There's more to that than a glib response. Someone once explained to me that the Bible enjoins us to resist the Devil, but to flee temptation, and I've taken that to heart. I read that Gandhi strengthened his will by sleeping between two beautiful, naked young girls; if true, that seems to me utterly foolish.
Let me give assurances that I believe there is nothing inherently sinful in eating ice cream, drinking alcohol, walking into a bar, or even (for some people) sleeping next to a naked woman (maybe not two). "The gifts of God were made for man." But nearly everything can be sinful when taken in the wrong way, or for certain people at certain times. In my examples below, take what works for you and ignore the rest.
- At what point is it easiest to resist the temptation to eat ice cream? Walking past the display at the grocery store? When the carton is buried deep in your freezer? When it's visible every time you open the freezer door for ice cubes? When your husband gets out two bowls, scoops up some Publix Chocolate Trinity for himself, and asks, "Would you like some?"
- If temptation of any sort meets you in bars, stay out of bars. Meet your friends somewhere else.
- Do you often regret your behavior when you get together with certain people? Seriously consider spending your time with those who encourage you to be your best, not your worst.
- Don't go grocery shopping when you're hungry, tired, or depressed.
- If you find that your prayer meetings end up being more about gossip than prayer, maybe your should find a different prayer group.
- We seriously underestimate the effect of the books we read, the movies we watch, the ads we see, and the approval or derision of our friends, on our ability to handle temptations to do or to say that which is wrong. Maybe we should be more careful about correlating our input with our desired output. Whatsoever things are true, whatsoever things are honest, whatsoever things are just, whatsoever things are pure, whatsoever things are lovely, whatsoever things are of good report; if there be any virtue, and if there be any praise, think on these things.
On the other hand, my more honest response to the question of how I handle temptation is, "I rationalize it."
- I'm paying for this restaurant meal whether I eat nothing or everything. It's wrong to waste food.
- It's the Sabbath! It's right to feast, and a bowl of Chocolate Trinity would be a great way to celebrate.
- This isn't gossip, it's a prayer request.
- We have guests for dinner—I have to provide dessert.
- I'll do my work better if I take a break now.
- I'm weary/worn/mistreated/sad—I need this drink/break/bag of potato chips.
- I've worked hard and accomplished something important—I deserve this drink/break/bag of potato chips.
- I know there are dishes in the sink and I have 200 e-mails to deal with, but this is a good book, important for me to read!
- Many of my friends, what I hear in the media, and sometimes even my church thinks I'm foolish (or evil!) to believe that X is a sin. Why fight it any longer? Maybe I'm wrong.

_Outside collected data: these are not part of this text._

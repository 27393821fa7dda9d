//! sqlx repositories, one per table.

/// `user_documents` table
pub mod users;
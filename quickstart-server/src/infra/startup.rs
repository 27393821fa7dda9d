use std::sync::Arc;

use anyhow::{Context, Result, anyhow};
use quickstart_core::{InMemoryUserCollection, PostgresDatabase};
use tracing::{info, warn};

use crate::infra::{
    app_state::AppState,
    config::{Config, StorageBackend},
};

/// Connect to PostgreSQL using the configured URL and pool size.
pub async fn connect_postgres(config: &Config) -> Result<PostgresDatabase> {
    let url = config
        .database
        .url
        .as_deref()
        .ok_or_else(|| anyhow!("postgres storage selected but DATABASE_URL is not set"))?;

    PostgresDatabase::new(url, config.database.max_connections)
        .await
        .context("failed to connect to PostgreSQL")
}

/// Build the shared state for the configured storage backend. PostgreSQL
/// schemas are migrated before the state is handed out.
pub async fn build_state(config: Config) -> Result<AppState> {
    let config = Arc::new(config);

    match config.storage.backend {
        StorageBackend::Postgres => {
            let postgres = connect_postgres(&config).await?;
            postgres
                .migrate()
                .await
                .context("database migration failed")?;

            let stats = postgres.pool_stats();
            info!(
                backend = %config.storage.backend,
                pool_size = stats.size,
                max_connections = stats.max_size,
                "user collection ready"
            );
            Ok(AppState::with_postgres(config, Arc::new(postgres)))
        }
        StorageBackend::Memory => {
            warn!(
                backend = %config.storage.backend,
                "user collection is process-local; documents are lost on exit"
            );
            Ok(AppState::new(
                config,
                Arc::new(InMemoryUserCollection::new()),
            ))
        }
    }
}

#[cfg(test)]
mod tests {
    use super::*;

    #[tokio::test]
    async fn memory_backend_needs_no_database() {
        let state = build_state(Config::default()).await.unwrap();
        assert!(state.postgres.is_none());
        assert!(state.viewset().list().await.unwrap().is_empty());
    }

    #[tokio::test]
    async fn postgres_backend_requires_url() {
        let mut config = Config::default();
        config.storage.backend = StorageBackend::Postgres;

        let err = build_state(config).await.unwrap_err();
        assert!(err.to_string().contains("DATABASE_URL"));
    }
}
//! HTTP surface for the users resource.
//!
//! The binary in `main.rs` wires configuration, logging and the storage
//! backend together; everything it serves is assembled by [`create_app`] so
//! integration tests can drive the same router.

pub mod infra;
pub mod routes;
pub mod users;

pub use routes::create_app;
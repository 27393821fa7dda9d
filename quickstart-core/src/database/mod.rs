pub mod infrastructure;
pub mod ports;
/// Pool management and migrations
pub mod postgres;

pub use infrastructure::{
    memory::users::InMemoryUserCollection,
    postgres::repositories::users::PostgresUserCollection,
};
pub use ports::users::UserCollection;
pub use postgres::{PoolStats, PostgresDatabase};
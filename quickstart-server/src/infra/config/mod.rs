pub mod loader;
pub mod models;
pub mod sources;
pub mod validation;

pub use loader::{ConfigLoad, ConfigLoadError, ConfigLoader, ConfigLoaderOptions};
pub use models::{
    Config, ConfigMetadata, CorsConfig, DatabaseConfig, ServerConfig, StorageBackend,
    StorageConfig, UnknownStorageBackend,
};
pub use validation::{ConfigWarning, ConfigWarnings};
use std::{fmt, sync::Arc};

use quickstart_core::{PostgresDatabase, UserCollection, UserViewSet};

use crate::infra::config::Config;

#[derive(Clone)]
pub struct AppState {
    pub config: Arc<Config>,
    pub users: Arc<dyn UserCollection>,
    /// Present when documents are stored in PostgreSQL.
    pub postgres: Option<Arc<PostgresDatabase>>,
}

impl fmt::Debug for AppState {
    fn fmt(&self, f: &mut fmt::Formatter<'_>) -> fmt::Result {
        f.debug_struct("AppState")
            .field("storage", &self.config.storage.backend)
            .finish_non_exhaustive()
    }
}

impl AppState {
    pub fn new(config: Arc<Config>, users: Arc<dyn UserCollection>) -> Self {
        Self {
            config,
            users,
            postgres: None,
        }
    }

    pub fn with_postgres(config: Arc<Config>, postgres: Arc<PostgresDatabase>) -> Self {
        let users: Arc<dyn UserCollection> = Arc::new(postgres.users().clone());
        Self {
            config,
            users,
            postgres: Some(postgres),
        }
    }

    pub fn config(&self) -> &Config {
        &self.config
    }

    /// A viewset over the full user collection. Cheap to build per request.
    pub fn viewset(&self) -> UserViewSet {
        UserViewSet::new(self.users.clone())
    }
}
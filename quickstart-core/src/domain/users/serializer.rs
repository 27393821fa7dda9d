//! Two-field wire mapping for user documents.
//!
//! The users endpoint exposes exactly `username` and `email`. The exposed
//! fields and their validators are declared once in [`USER_FIELDS`]; nothing
//! else on a [`UserDocument`] is read from a payload or written to a response.
//!
//! Validation runs every field and collects all messages before failing, so a
//! client sees every problem with its payload in one response. Uniqueness of
//! `username` needs the collection and is checked by the viewset on top of
//! what is done here.

use std::{collections::BTreeMap, fmt};

use once_cell::sync::Lazy;
use regex::Regex;
use serde::{Deserialize, Serialize};
use serde_json::{Map, Value};

use super::user::UserDocument;

/// Longest accepted username, in characters.
pub const USERNAME_MAX_LENGTH: usize = 150;
/// Longest accepted email address, in characters.
pub const EMAIL_MAX_LENGTH: usize = 254;

/// Error key for problems that do not belong to a single field.
pub const NON_FIELD_ERRORS: &str = "non_field_errors";

/// Missing field on create or full update.
pub const MSG_REQUIRED: &str = "This field is required.";
/// Explicit JSON `null`.
pub const MSG_NULL: &str = "This field may not be null.";
/// Empty or whitespace-only value on a field that requires content.
pub const MSG_BLANK: &str = "This field may not be blank.";
/// Boolean, array or object supplied for a string field.
pub const MSG_NOT_A_STRING: &str = "Not a valid string.";
/// Username already held by another document.
pub const MSG_UNIQUE: &str = "This field must be unique.";
/// Username outside letters, digits and `@.+-_`.
pub const MSG_INVALID_USERNAME: &str = "Enter a valid username. This value may contain only letters, numbers, and @/./+/-/_ characters.";
/// Malformed email address.
pub const MSG_INVALID_EMAIL: &str = "Enter a valid email address.";

static USERNAME_PATTERN: Lazy<Regex> =
    Lazy::new(|| Regex::new(r"^[\w.@+-]+$").expect("username regex should compile"));

static EMAIL_USER_PATTERN: Lazy<Regex> = Lazy::new(|| {
    Regex::new(r"^[-!#$%&'*+/=?^_`{}|~0-9A-Za-z]+(?:\.[-!#$%&'*+/=?^_`{}|~0-9A-Za-z]+)*$")
        .expect("email user regex should compile")
});

static EMAIL_DOMAIN_PATTERN: Lazy<Regex> = Lazy::new(|| {
    Regex::new(r"^(?:[A-Za-z0-9](?:[A-Za-z0-9-]{0,61}[A-Za-z0-9])?\.)+[A-Za-z0-9-]{2,63}$")
        .expect("email domain regex should compile")
});

const EMAIL_DOMAIN_ALLOWLIST: [&str; 1] = ["localhost"];

/// Declaration of one exposed field.
#[derive(Debug, Clone, Copy)]
pub struct FieldSpec {
    /// Key in payloads and representations.
    pub name: &'static str,
    /// Must be present on create and full update.
    pub required: bool,
    /// An empty (after trimming) value is accepted and stored as `""`.
    pub allow_blank: bool,
    /// Character limit, checked after trimming.
    pub max_length: usize,
    /// Format check run on non-blank values.
    pub validator: fn(&str) -> Result<(), &'static str>,
}

/// Every field the users endpoint reads or writes.
pub const USER_FIELDS: [FieldSpec; 2] = [
    FieldSpec {
        name: "username",
        required: true,
        allow_blank: false,
        max_length: USERNAME_MAX_LENGTH,
        validator: validate_username,
    },
    FieldSpec {
        name: "email",
        required: false,
        allow_blank: true,
        max_length: EMAIL_MAX_LENGTH,
        validator: validate_email,
    },
];

fn validate_username(value: &str) -> Result<(), &'static str> {
    if USERNAME_PATTERN.is_match(value) {
        Ok(())
    } else {
        Err(MSG_INVALID_USERNAME)
    }
}

fn validate_email(value: &str) -> Result<(), &'static str> {
    let Some((user, domain)) = value.rsplit_once('@') else {
        return Err(MSG_INVALID_EMAIL);
    };

    if !EMAIL_USER_PATTERN.is_match(user) {
        return Err(MSG_INVALID_EMAIL);
    }

    let domain_ok = EMAIL_DOMAIN_ALLOWLIST.contains(&domain)
        || (EMAIL_DOMAIN_PATTERN.is_match(domain) && !domain.ends_with('-'));

    if domain_ok { Ok(()) } else { Err(MSG_INVALID_EMAIL) }
}

impl FieldSpec {
    /// Normalize and validate a raw string value, collecting every message.
    fn clean(&self, raw: &str) -> Result<String, Vec<String>> {
        let value = raw.trim();

        if value.is_empty() {
            return if self.allow_blank {
                Ok(String::new())
            } else {
                Err(vec![MSG_BLANK.to_string()])
            };
        }

        let mut messages = Vec::new();
        if value.chars().count() > self.max_length {
            messages.push(format!(
                "Ensure this field has no more than {} characters.",
                self.max_length
            ));
        }
        if let Err(message) = (self.validator)(value) {
            messages.push(message.to_string());
        }

        if messages.is_empty() {
            Ok(value.to_string())
        } else {
            Err(messages)
        }
    }
}

/// Which operation a payload is validated for.
#[derive(Debug, Clone, Copy, PartialEq, Eq)]
pub enum ValidationMode {
    /// New document (POST).
    Create,
    /// Full replacement of the exposed fields (PUT).
    Update,
    /// Only the supplied fields are validated and changed (PATCH).
    PartialUpdate,
}

impl ValidationMode {
    /// Whether absent fields are left alone instead of required.
    pub fn is_partial(self) -> bool {
        matches!(self, Self::PartialUpdate)
    }
}

/// Field-level validation failures, keyed by field name.
#[derive(Debug, Clone, Default, PartialEq, Eq, Serialize)]
#[serde(transparent)]
pub struct ValidationErrors(BTreeMap<String, Vec<String>>);

impl ValidationErrors {
    /// An empty error map.
    pub fn new() -> Self {
        Self::default()
    }

    /// Shorthand for a single message on a single field.
    pub fn single(field: impl Into<String>, message: impl Into<String>) -> Self {
        let mut errors = Self::new();
        errors.add(field, message);
        errors
    }

    /// Append `message` to the messages already held for `field`.
    pub fn add(&mut self, field: impl Into<String>, message: impl Into<String>) {
        self.0.entry(field.into()).or_default().push(message.into());
    }

    /// True when no field failed.
    pub fn is_empty(&self) -> bool {
        self.0.is_empty()
    }

    /// Messages recorded for one field.
    pub fn get(&self, field: &str) -> Option<&[String]> {
        self.0.get(field).map(Vec::as_slice)
    }

    /// Every field with its messages, sorted by field name.
    pub fn fields(&self) -> &BTreeMap<String, Vec<String>> {
        &self.0
    }
}

impl fmt::Display for ValidationErrors {
    fn fmt(&self, f: &mut fmt::Formatter<'_>) -> fmt::Result {
        write!(f, "invalid user payload")?;
        for (field, messages) in &self.0 {
            write!(f, "; {}: {}", field, messages.join(" "))?;
        }
        Ok(())
    }
}

impl std::error::Error for ValidationErrors {}

/// Validated changes to the exposed fields. `None` means "leave as is".
#[derive(Debug, Clone, Default, PartialEq, Eq, Serialize)]
pub struct UserChangeSet {
    /// Cleaned username, if it changes.
    #[serde(skip_serializing_if = "Option::is_none")]
    pub username: Option<String>,
    /// Cleaned email, if it changes. `Some("")` clears it.
    #[serde(skip_serializing_if = "Option::is_none")]
    pub email: Option<String>,
}

impl UserChangeSet {
    /// True when no exposed field changes.
    pub fn is_empty(&self) -> bool {
        self.username.is_none() && self.email.is_none()
    }

    /// The change set as a JSON object holding only the changed keys, ready to
    /// be merged into a stored document.
    pub fn to_patch(&self) -> Map<String, Value> {
        let mut patch = Map::new();
        if let Some(username) = &self.username {
            patch.insert("username".to_string(), Value::String(username.clone()));
        }
        if let Some(email) = &self.email {
            patch.insert("email".to_string(), Value::String(email.clone()));
        }
        patch
    }

    /// Write the changed fields onto `doc`, leaving everything else.
    pub fn apply_to(&self, doc: &mut UserDocument) {
        if let Some(username) = &self.username {
            doc.username.clone_from(username);
        }
        if let Some(email) = &self.email {
            doc.email.clone_from(email);
        }
    }

    /// A new document from a change set validated in [`ValidationMode::Create`].
    pub fn into_document(self) -> UserDocument {
        UserDocument::new(
            self.username.unwrap_or_default(),
            self.email.unwrap_or_default(),
        )
    }
}

/// Wire representation of a user.
#[derive(Debug, Clone, PartialEq, Eq, Serialize, Deserialize)]
pub struct UserRepresentation {
    /// Stored username.
    pub username: String,
    /// Stored email, `""` when none was given.
    pub email: String,
}

impl From<&UserDocument> for UserRepresentation {
    fn from(doc: &UserDocument) -> Self {
        Self {
            username: doc.username.clone(),
            email: doc.email.clone(),
        }
    }
}

/// Converts between [`UserDocument`] and [`UserRepresentation`].
#[derive(Debug, Clone, Copy, Default)]
pub struct UserSerializer;

impl UserSerializer {
    /// Exposed field names, in declaration order.
    pub fn field_names() -> impl Iterator<Item = &'static str> {
        USER_FIELDS.iter().map(|spec| spec.name)
    }

    /// The `{username, email}` view of a document.
    pub fn to_representation(doc: &UserDocument) -> UserRepresentation {
        UserRepresentation::from(doc)
    }

    /// Validate an inbound payload. Keys outside [`USER_FIELDS`] are ignored.
    pub fn validate(payload: &Value, mode: ValidationMode) -> Result<UserChangeSet, ValidationErrors> {
        let object = match payload {
            Value::Object(object) => object,
            Value::Null => {
                return Err(ValidationErrors::single(NON_FIELD_ERRORS, "No data provided."));
            }
            other => {
                return Err(ValidationErrors::single(
                    NON_FIELD_ERRORS,
                    format!(
                        "Invalid data. Expected a dictionary, but got {}.",
                        json_type_name(other)
                    ),
                ));
            }
        };

        let mut errors = ValidationErrors::new();
        let mut cleaned: BTreeMap<&'static str, String> = BTreeMap::new();

        for spec in &USER_FIELDS {
            let result = match object.get(spec.name) {
                None => {
                    if spec.required && !mode.is_partial() {
                        errors.add(spec.name, MSG_REQUIRED);
                    }
                    continue;
                }
                Some(Value::Null) => Err(vec![MSG_NULL.to_string()]),
                Some(Value::String(raw)) => spec.clean(raw),
                Some(Value::Number(number)) => spec.clean(&number.to_string()),
                Some(_) => Err(vec![MSG_NOT_A_STRING.to_string()]),
            };

            match result {
                Ok(value) => {
                    cleaned.insert(spec.name, value);
                }
                Err(messages) => {
                    for message in messages {
                        errors.add(spec.name, message);
                    }
                }
            }
        }

        if !errors.is_empty() {
            return Err(errors);
        }

        let mut changes = UserChangeSet {
            username: cleaned.remove("username"),
            email: cleaned.remove("email"),
        };
        if mode == ValidationMode::Create && changes.email.is_none() {
            changes.email = Some(String::new());
        }

        Ok(changes)
    }
}

fn json_type_name(value: &Value) -> &'static str {
    match value {
        Value::Null => "NoneType",
        Value::Bool(_) => "bool",
        Value::Number(number) if number.is_f64() => "float",
        Value::Number(_) => "int",
        Value::String(_) => "str",
        Value::Array(_) => "list",
        Value::Object(_) => "dict",
    }
}
//! Stored user documents.
//!
//! A [`UserDocument`] is the complete record kept in the user collection. It
//! carries the authentication fields owned by whichever subsystem handles
//! registration and login (password hash, flags, timestamps) next to the two
//! fields exposed by the users endpoint. Keys written by other subsystems that
//! this schema does not know about are kept in [`UserDocument::extra`] and are
//! written back unchanged.
//!
//! The document identifier is the collection key. It is not part of the
//! serialized document body.

use chrono::{DateTime, Utc};
use serde::{Deserialize, Serialize};
use serde_json::{Map, Value};
use uuid::Uuid;

/// A user record as stored in the document collection.
#[derive(Debug, Clone, PartialEq, Serialize, Deserialize)]
pub struct UserDocument {
    /// Collection key (UUIDv7, assigned on insertion).
    #[serde(skip)]
    pub id: Uuid,
    /// Unique login name.
    #[serde(default)]
    pub username: String,
    /// Contact address, empty when unknown.
    #[serde(default)]
    pub email: String,
    /// Password hash; empty means no usable password.
    #[serde(default)]
    pub password: String,
    /// Profile given name.
    #[serde(default)]
    pub first_name: String,
    /// Profile family name.
    #[serde(default)]
    pub last_name: String,
    /// Inactive accounts cannot log in.
    #[serde(default = "default_true")]
    pub is_active: bool,
    /// Admin site access.
    #[serde(default)]
    pub is_staff: bool,
    /// Holds every permission.
    #[serde(default)]
    pub is_superuser: bool,
    /// Most recent login.
    #[serde(default)]
    pub last_login: Option<DateTime<Utc>>,
    /// Creation time, `None` when the stored document has none.
    #[serde(default, skip_serializing_if = "Option::is_none")]
    pub date_joined: Option<DateTime<Utc>>,
    /// Any other keys present in the stored document.
    #[serde(flatten)]
    pub extra: Map<String, Value>,
}

fn default_true() -> bool {
    true
}

impl UserDocument {
    /// Build a fresh document with schema defaults for every hidden field.
    pub fn new(username: impl Into<String>, email: impl Into<String>) -> Self {
        Self {
            id: Uuid::now_v7(),
            username: username.into(),
            email: email.into(),
            password: String::new(),
            first_name: String::new(),
            last_name: String::new(),
            is_active: true,
            is_staff: false,
            is_superuser: false,
            last_login: None,
            date_joined: Some(Utc::now()),
            extra: Map::new(),
        }
    }

    /// Attach the collection key to a document body read back from storage.
    pub fn with_id(mut self, id: Uuid) -> Self {
        self.id = id;
        self
    }

    /// Whether the document holds a usable password hash.
    pub fn has_usable_password(&self) -> bool {
        !self.password.is_empty()
    }
}
/// The users resource
pub mod users;
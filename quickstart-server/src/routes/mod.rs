use axum::{
    Json, Router,
    extract::State,
    http::{HeaderName, HeaderValue, Method, StatusCode},
    response::IntoResponse,
    routing::get,
};
use serde_json::{Value, json};
use tower_http::{
    cors::{AllowHeaders, AllowMethods, AllowOrigin, CorsLayer},
    trace::TraceLayer,
};
use tracing::{info, warn};

use crate::{
    infra::{app_state::AppState, config::CorsConfig},
    users::{
        create_user, destroy_user, list_users, partial_update_user, retrieve_user, update_user,
    },
};

/// Routes for the users resource. Each path answers with and without the
/// trailing slash.
pub fn users_router() -> Router<AppState> {
    let collection = || get(list_users).post(create_user);
    let detail = || {
        get(retrieve_user)
            .put(update_user)
            .patch(partial_update_user)
            .delete(destroy_user)
    };

    Router::new()
        .route("/users/", collection())
        .route("/users", collection())
        .route("/users/{id}/", detail())
        .route("/users/{id}", detail())
}

pub fn create_app(state: AppState) -> Router {
    let cors_layer = if state.config().dev_mode {
        CorsLayer::permissive()
    } else {
        build_cors_layer(&state.config().cors)
    };

    Router::new()
        .route("/ping", get(ping_handler))
        .route("/health", get(health_handler))
        .merge(users_router())
        .layer(cors_layer)
        .layer(TraceLayer::new_for_http())
        .with_state(state)
}

fn build_cors_layer(cors: &CorsConfig) -> CorsLayer {
    let origins: Vec<HeaderValue> = cors
        .allowed_origins
        .iter()
        .filter_map(|s| HeaderValue::from_str(s).ok())
        .collect();
    let any_origin = origins.is_empty() || cors.is_wildcard_included();
    let allow_origin = if any_origin {
        AllowOrigin::any()
    } else {
        AllowOrigin::list(origins)
    };

    // Methods and headers were validated by the config loader.
    let methods: Vec<Method> = cors
        .allowed_methods
        .iter()
        .filter_map(|m| Method::from_bytes(m.as_bytes()).ok())
        .collect();
    let headers: Vec<HeaderName> = cors
        .allowed_headers
        .iter()
        .filter_map(|h| HeaderName::from_bytes(h.as_bytes()).ok())
        .collect();

    let mut layer = CorsLayer::new()
        .allow_origin(allow_origin)
        .allow_methods(AllowMethods::list(methods))
        .allow_headers(AllowHeaders::list(headers));

    // Credentials are never combined with a wildcard origin.
    if cors.allow_credentials && !any_origin {
        layer = layer.allow_credentials(true);
    }

    layer
}

async fn ping_handler() -> Json<Value> {
    info!("Ping endpoint called");
    Json(json!({
        "status": "ok",
        "message": "Users service is running",
        "timestamp": chrono::Utc::now().to_rfc3339(),
        "version": env!("CARGO_PKG_VERSION")
    }))
}

async fn health_handler(State(state): State<AppState>) -> impl IntoResponse {
    let mut health_status = json!({
        "status": "healthy",
        "timestamp": chrono::Utc::now().to_rfc3339(),
        "version": env!("CARGO_PKG_VERSION"),
        "checks": {}
    });

    let backend = state.config().storage.backend.as_str();
    let mut is_unhealthy = false;

    match state.users.health_check().await {
        Ok(()) => {
            health_status["checks"]["storage"] = json!({
                "status": "healthy",
                "backend": backend
            });
        }
        Err(e) => {
            warn!(error = %e, backend, "storage health check failed");
            health_status["checks"]["storage"] = json!({
                "status": "unhealthy",
                "backend": backend,
                "error": "storage unavailable"
            });
            is_unhealthy = true;
        }
    }

    if let Some(postgres) = state.postgres.as_ref() {
        let stats = postgres.pool_stats();
        health_status["checks"]["pool"] = json!({
            "size": stats.size,
            "idle": stats.idle,
            "max_size": stats.max_size
        });
    }

    if is_unhealthy {
        health_status["status"] = json!("unhealthy");
        (StatusCode::SERVICE_UNAVAILABLE, Json(health_status))
    } else {
        (StatusCode::OK, Json(health_status))
    }
}
/// A non-fatal configuration issue, surfaced to the operator at startup.
#[derive(Debug, Clone, PartialEq, Eq)]
pub struct ConfigWarning {
    pub message: String,
    pub hint: Option<String>,
}

#[derive(Debug, Clone, Default)]
pub struct ConfigWarnings {
    pub items: Vec<ConfigWarning>,
}

impl ConfigWarnings {
    pub fn push_with_hint(&mut self, message: impl Into<String>, hint: impl Into<String>) {
        self.items.push(ConfigWarning {
            message: message.into(),
            hint: Some(hint.into()),
        });
    }

    pub fn is_empty(&self) -> bool {
        self.items.is_empty()
    }

    pub fn len(&self) -> usize {
        self.items.len()
    }

    pub fn iter(&self) -> impl Iterator<Item = &ConfigWarning> {
        self.items.iter()
    }
}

When avoiding temptation fails, I have a few other strategies that sometimes help.
- Delay. Yes, I can have that snack, read my book, work on a puzzle, make that negative Facebook post—in 30 minutes. It's amazing how much even a short delay can weaken a seemingly irresistible temptation.
- Distraction. It's Ash Wednesday and painfully obvious that many hours remain before I can eat even the healthiest of foods. What kind of distraction works for you? Today I spent several hours writing this post. Later I might read, or tackle a Sudoku puzzle. Does that mean I'm fighting one temptation by giving in to another? Maybe. Sometimes you have to choose your battles.
- Make the correct path easier. I have a rule about my work: End with the beginning in mind. I try not to leave a task without making it easy to take it up again, which means I get started—even if it's the tiniest bit—on whatever the next step is. Anything to make later procrastination more difficult.
- Talk with someone who understands both the temptation and the importance of not giving in. To be honest, I'm not good at this. I'm more of a solo fighter. But I know it's the backbone of Alcoholics Anonymous, and it's sure better than putting yourself in the company of people who will only encourage you to take the wrong path.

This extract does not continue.